● What is expected
Count every line in the data that contains the word "Sophomore", then report that number alone.

* * * *

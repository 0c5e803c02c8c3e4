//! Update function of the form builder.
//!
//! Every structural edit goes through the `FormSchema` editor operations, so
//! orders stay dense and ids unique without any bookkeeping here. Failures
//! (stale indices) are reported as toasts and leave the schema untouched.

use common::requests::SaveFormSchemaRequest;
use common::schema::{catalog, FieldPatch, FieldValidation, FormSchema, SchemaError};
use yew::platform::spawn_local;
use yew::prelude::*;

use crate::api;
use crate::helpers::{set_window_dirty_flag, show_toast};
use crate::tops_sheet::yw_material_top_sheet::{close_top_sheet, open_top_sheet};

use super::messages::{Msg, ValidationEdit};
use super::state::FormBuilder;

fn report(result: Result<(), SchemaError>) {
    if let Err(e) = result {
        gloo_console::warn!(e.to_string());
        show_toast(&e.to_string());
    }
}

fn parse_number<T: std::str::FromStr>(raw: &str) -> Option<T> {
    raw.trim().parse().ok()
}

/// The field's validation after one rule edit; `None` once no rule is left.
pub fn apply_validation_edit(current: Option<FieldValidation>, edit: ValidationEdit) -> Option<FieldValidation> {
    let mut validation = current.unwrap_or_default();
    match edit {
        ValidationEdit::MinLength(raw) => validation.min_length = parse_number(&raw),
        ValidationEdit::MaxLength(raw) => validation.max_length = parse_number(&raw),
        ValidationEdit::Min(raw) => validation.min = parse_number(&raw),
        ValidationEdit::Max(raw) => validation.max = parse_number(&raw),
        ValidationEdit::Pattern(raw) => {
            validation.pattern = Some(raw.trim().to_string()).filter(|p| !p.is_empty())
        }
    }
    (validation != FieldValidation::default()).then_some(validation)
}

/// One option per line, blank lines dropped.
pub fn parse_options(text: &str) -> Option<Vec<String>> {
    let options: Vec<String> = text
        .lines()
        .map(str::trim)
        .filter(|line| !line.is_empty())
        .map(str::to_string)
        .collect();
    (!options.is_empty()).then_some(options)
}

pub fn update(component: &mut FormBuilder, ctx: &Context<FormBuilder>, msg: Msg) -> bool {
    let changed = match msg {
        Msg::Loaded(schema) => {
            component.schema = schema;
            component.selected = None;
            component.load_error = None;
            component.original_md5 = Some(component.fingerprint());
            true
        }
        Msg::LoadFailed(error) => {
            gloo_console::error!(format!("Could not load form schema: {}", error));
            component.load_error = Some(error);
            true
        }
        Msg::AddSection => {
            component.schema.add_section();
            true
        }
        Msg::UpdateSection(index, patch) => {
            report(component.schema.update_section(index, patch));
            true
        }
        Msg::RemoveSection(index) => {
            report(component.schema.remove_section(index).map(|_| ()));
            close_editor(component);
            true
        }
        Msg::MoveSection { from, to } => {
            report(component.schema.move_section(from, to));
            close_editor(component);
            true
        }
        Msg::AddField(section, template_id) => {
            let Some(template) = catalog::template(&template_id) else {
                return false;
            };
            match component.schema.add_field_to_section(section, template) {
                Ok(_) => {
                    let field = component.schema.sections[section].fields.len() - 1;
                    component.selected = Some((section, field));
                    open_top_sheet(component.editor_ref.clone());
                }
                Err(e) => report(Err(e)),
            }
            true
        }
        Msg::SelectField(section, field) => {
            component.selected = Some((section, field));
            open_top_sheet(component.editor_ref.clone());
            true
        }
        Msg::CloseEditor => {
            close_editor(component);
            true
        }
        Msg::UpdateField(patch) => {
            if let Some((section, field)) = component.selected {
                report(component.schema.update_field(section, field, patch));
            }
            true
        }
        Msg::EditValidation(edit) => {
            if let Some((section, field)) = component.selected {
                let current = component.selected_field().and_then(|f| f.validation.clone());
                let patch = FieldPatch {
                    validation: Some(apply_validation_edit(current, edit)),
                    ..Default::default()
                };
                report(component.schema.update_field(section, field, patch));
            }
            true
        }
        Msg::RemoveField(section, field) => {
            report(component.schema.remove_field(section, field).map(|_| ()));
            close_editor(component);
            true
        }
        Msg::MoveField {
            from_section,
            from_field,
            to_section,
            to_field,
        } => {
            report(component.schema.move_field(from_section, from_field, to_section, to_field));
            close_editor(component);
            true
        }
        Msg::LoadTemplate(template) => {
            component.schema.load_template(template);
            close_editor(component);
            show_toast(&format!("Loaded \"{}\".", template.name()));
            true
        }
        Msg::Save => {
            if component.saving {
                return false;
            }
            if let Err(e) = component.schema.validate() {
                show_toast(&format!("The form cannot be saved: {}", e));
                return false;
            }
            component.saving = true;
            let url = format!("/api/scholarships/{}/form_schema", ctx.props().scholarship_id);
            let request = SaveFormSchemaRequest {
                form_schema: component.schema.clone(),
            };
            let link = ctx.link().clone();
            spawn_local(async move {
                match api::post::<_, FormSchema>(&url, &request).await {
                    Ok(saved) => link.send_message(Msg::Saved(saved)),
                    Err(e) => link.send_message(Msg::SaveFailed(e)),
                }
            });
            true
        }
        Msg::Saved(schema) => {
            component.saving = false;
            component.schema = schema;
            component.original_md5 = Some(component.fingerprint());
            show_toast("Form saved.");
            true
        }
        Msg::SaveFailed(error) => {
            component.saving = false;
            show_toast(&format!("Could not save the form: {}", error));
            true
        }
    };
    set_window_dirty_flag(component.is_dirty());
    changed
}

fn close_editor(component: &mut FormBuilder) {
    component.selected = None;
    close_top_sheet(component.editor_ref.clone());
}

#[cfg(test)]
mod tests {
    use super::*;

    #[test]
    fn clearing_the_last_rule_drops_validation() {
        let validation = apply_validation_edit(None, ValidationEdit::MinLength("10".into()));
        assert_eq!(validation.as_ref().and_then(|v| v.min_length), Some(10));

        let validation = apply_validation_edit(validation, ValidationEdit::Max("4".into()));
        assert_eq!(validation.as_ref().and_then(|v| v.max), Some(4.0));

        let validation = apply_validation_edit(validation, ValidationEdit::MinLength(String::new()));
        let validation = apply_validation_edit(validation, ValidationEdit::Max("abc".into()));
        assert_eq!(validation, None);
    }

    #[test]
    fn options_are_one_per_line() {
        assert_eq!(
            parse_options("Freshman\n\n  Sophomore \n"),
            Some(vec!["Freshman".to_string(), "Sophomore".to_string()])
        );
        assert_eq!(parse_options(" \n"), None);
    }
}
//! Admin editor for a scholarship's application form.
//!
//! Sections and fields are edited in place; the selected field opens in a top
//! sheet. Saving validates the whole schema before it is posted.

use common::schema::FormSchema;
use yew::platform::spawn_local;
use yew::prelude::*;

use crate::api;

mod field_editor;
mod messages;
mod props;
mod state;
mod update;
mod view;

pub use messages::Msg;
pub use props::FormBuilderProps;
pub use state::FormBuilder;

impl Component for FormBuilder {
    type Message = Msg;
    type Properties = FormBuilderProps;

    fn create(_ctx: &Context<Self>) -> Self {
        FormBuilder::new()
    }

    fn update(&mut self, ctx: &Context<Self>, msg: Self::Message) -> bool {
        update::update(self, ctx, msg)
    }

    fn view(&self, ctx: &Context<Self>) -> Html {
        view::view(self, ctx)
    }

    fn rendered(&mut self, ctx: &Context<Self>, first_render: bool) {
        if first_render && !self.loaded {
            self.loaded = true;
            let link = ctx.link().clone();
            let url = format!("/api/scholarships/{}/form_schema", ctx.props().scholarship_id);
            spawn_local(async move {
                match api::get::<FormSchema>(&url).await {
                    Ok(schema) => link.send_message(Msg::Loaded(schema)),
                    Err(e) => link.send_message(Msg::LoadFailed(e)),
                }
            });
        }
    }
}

* * * *

● Exercise answer
2